The answer must consist of the records below, repeated exactly.

[Opening Data to examine section]

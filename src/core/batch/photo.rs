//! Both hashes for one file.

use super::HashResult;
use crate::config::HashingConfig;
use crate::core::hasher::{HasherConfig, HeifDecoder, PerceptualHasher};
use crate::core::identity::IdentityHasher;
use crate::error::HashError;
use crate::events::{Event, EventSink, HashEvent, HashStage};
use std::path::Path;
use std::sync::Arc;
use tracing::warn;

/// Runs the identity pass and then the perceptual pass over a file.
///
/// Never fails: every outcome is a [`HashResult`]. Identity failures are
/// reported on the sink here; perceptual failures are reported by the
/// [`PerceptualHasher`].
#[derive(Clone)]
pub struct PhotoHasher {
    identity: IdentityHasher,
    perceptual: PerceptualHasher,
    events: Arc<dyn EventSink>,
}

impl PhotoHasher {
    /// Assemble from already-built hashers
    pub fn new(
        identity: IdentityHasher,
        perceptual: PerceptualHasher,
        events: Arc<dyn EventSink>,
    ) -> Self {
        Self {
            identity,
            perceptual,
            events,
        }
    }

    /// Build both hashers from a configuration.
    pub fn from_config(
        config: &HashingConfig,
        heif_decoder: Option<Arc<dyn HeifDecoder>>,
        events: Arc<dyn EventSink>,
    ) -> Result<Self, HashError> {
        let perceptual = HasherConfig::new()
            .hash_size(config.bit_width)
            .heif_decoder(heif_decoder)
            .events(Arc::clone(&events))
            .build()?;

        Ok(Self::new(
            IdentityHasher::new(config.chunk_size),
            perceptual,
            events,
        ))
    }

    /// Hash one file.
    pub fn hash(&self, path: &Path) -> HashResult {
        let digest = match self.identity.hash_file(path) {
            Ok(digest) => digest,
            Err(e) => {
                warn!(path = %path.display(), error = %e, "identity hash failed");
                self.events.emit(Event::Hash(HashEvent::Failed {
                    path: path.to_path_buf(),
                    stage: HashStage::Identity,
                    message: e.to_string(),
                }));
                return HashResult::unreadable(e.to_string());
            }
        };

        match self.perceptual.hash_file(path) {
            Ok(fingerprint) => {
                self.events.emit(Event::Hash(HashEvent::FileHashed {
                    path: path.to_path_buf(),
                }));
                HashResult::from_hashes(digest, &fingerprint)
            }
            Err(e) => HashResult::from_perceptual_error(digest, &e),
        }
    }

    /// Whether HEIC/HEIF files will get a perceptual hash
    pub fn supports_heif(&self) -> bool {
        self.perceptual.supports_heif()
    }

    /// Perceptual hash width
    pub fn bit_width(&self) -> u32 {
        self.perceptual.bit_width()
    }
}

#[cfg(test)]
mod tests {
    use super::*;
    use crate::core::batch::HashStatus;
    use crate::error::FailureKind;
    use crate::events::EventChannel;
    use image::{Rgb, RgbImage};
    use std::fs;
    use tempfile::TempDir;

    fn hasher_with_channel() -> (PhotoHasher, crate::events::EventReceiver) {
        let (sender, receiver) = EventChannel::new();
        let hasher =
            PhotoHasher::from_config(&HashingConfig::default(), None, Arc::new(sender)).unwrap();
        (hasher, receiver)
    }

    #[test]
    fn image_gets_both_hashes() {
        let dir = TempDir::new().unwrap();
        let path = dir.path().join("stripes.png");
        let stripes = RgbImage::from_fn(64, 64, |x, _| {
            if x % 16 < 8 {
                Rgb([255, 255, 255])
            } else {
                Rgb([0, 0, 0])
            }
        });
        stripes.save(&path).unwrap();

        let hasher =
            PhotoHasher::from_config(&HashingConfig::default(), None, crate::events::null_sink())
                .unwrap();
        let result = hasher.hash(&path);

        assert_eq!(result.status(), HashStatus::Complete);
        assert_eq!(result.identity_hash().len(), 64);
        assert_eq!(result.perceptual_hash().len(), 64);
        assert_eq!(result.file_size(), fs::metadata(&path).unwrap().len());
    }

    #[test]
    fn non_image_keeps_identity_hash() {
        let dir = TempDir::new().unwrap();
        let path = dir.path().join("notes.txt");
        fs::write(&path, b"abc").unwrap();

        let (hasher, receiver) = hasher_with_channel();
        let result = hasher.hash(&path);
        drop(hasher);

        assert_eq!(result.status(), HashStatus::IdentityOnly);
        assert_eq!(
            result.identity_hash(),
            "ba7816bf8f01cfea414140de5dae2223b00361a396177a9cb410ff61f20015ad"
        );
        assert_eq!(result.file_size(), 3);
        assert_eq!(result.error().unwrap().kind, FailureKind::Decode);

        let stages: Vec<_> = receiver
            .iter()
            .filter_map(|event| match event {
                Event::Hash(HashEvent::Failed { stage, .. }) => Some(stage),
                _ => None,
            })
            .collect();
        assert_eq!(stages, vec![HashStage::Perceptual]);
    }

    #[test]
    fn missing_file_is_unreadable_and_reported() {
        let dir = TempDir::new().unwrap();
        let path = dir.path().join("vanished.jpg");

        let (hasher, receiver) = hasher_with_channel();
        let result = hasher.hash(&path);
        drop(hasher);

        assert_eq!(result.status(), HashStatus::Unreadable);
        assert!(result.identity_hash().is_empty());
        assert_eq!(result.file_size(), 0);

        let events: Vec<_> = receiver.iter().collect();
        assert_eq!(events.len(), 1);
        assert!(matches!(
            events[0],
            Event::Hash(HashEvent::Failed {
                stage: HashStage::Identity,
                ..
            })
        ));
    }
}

[Closing Data to examine section]

[Output for this exercise]
filename src/core/batch/photo.rs
//! Both hashes for one file.

use super::HashResult;
use crate::config::HashingConfig;
use crate::core::hasher::{HasherConfig, HeifDecoder, PerceptualHasher};
use crate::core::identity::IdentityHasher;
use crate::error::HashError;
use crate::events::{Event, EventSink, HashEvent, HashStage};
use std::path::Path;
use std::sync::Arc;
use tracing::warn;

/// Runs the identity pass and then the perceptual pass over a file.
///
/// Never fails: every outcome is a [`HashResult`]. Identity failures are
/// reported on the sink here; perceptual failures are reported by the
/// [`PerceptualHasher`].
#[derive(Clone)]
pub struct PhotoHasher {
    identity: IdentityHasher,
    perceptual: PerceptualHasher,
    events: Arc<dyn EventSink>,
}

impl PhotoHasher {
    /// Assemble from already-built hashers
    pub fn new(
        identity: IdentityHasher,
        perceptual: PerceptualHasher,
        events: Arc<dyn EventSink>,
    ) -> Self {
        Self {
            identity,
            perceptual,
            events,
        }
    }

    /// Build both hashers from a configuration.
    pub fn from_config(
        config: &HashingConfig,
        heif_decoder: Option<Arc<dyn HeifDecoder>>,
        events: Arc<dyn EventSink>,
    ) -> Result<Self, HashError> {
        let perceptual = HasherConfig::new()
            .hash_size(config.bit_width)
            .heif_decoder(heif_decoder)
            .events(Arc::clone(&events))
            .build()?;

        Ok(Self::new(
            IdentityHasher::new(config.chunk_size),
            perceptual,
            events,
        ))
    }

    /// Hash one file.
    pub fn hash(&self, path: &Path) -> HashResult {
        let digest = match self.identity.hash_file(path) {
            Ok(digest) => digest,
            Err(e) => {
                warn!(path = %path.display(), error = %e, "identity hash failed");
                self.events.emit(Event::Hash(HashEvent::Failed {
                    path: path.to_path_buf(),
                    stage: HashStage::Identity,
                    message: e.to_string(),
                }));
                return HashResult::unreadable(e.to_string());
            }
        };

        match self.perceptual.hash_file(path) {
            Ok(fingerprint) => {
                self.events.emit(Event::Hash(HashEvent::FileHashed {
                    path: path.to_path_buf(),
                }));
                HashResult::from_hashes(digest, &fingerprint)
            }
            Err(e) => HashResult::from_perceptual_error(digest, &e),
        }
    }

    /// Whether HEIC/HEIF files will get a perceptual hash
    pub fn supports_heif(&self) -> bool {
        self.perceptual.supports_heif()
    }

    /// Perceptual hash width
    pub fn bit_width(&self) -> u32 {
        self.perceptual.bit_width()
    }
}

#[cfg(test)]
mod tests {
    use super::*;
    use crate::core::batch::HashStatus;
    use crate::error::FailureKind;
    use crate::events::EventChannel;
    use image::{Rgb, RgbImage};
    use std::fs;
    use tempfile::TempDir;

    fn hasher_with_channel() -> (PhotoHasher, crate::events::EventReceiver) {
        let (sender, receiver) = EventChannel::new();
        let hasher =
            PhotoHasher::from_config(&HashingConfig::default(), None, Arc::new(sender)).unwrap();
        (hasher, receiver)
    }

    #[test]
    fn image_gets_both_hashes() {
        let dir = TempDir::new().unwrap();
        let path = dir.path().join("stripes.png");
        let stripes = RgbImage::from_fn(64, 64, |x, _| {
            if x % 16 < 8 {
                Rgb([255, 255, 255])
            } else {
                Rgb([0, 0, 0])
            }
        });
        stripes.save(&path).unwrap();

        let hasher =
            PhotoHasher::from_config(&HashingConfig::default(), None, crate::events::null_sink())
                .unwrap();
        let result = hasher.hash(&path);

        assert_eq!(result.status(), HashStatus::Complete);
        assert_eq!(result.identity_hash().len(), 64);
        assert_eq!(result.perceptual_hash().len(), 64);
        assert_eq!(result.file_size(), fs::metadata(&path).unwrap().len());
    }

    #[test]
    fn non_image_keeps_identity_hash() {
        let dir = TempDir::new().unwrap();
        let path = dir.path().join("notes.txt");
        fs::write(&path, b"abc").unwrap();

        let (hasher, receiver) = hasher_with_channel();
        let result = hasher.hash(&path);
        drop(hasher);

        assert_eq!(result.status(), HashStatus::IdentityOnly);
        assert_eq!(
            result.identity_hash(),
            "ba7816bf8f01cfea414140de5dae2223b00361a396177a9cb410ff61f20015ad"
        );
        assert_eq!(result.file_size(), 3);
        assert_eq!(result.error().unwrap().kind, FailureKind::Decode);

        let stages: Vec<_> = receiver
            .iter()
            .filter_map(|event| match event {
                Event::Hash(HashEvent::Failed { stage, .. }) => Some(stage),
                _ => None,
            })
            .collect();
        assert_eq!(stages, vec![HashStage::Perceptual]);
    }

    #[test]
    fn missing_file_is_unreadable_and_reported() {
        let dir = TempDir::new().unwrap();
        let path = dir.path().join("vanished.jpg");

        let (hasher, receiver) = hasher_with_channel();
        let result = hasher.hash(&path);
        drop(hasher);

        assert_eq!(result.status(), HashStatus::Unreadable);
        assert!(result.identity_hash().is_empty());
        assert_eq!(result.file_size(), 0);

        let events: Vec<_> = receiver.iter().collect();
        assert_eq!(events.len(), 1);
        assert!(matches!(
            events[0],
            Event::Hash(HashEvent::Failed {
                stage: HashStage::Identity,
                ..
            })
        ));
    }
}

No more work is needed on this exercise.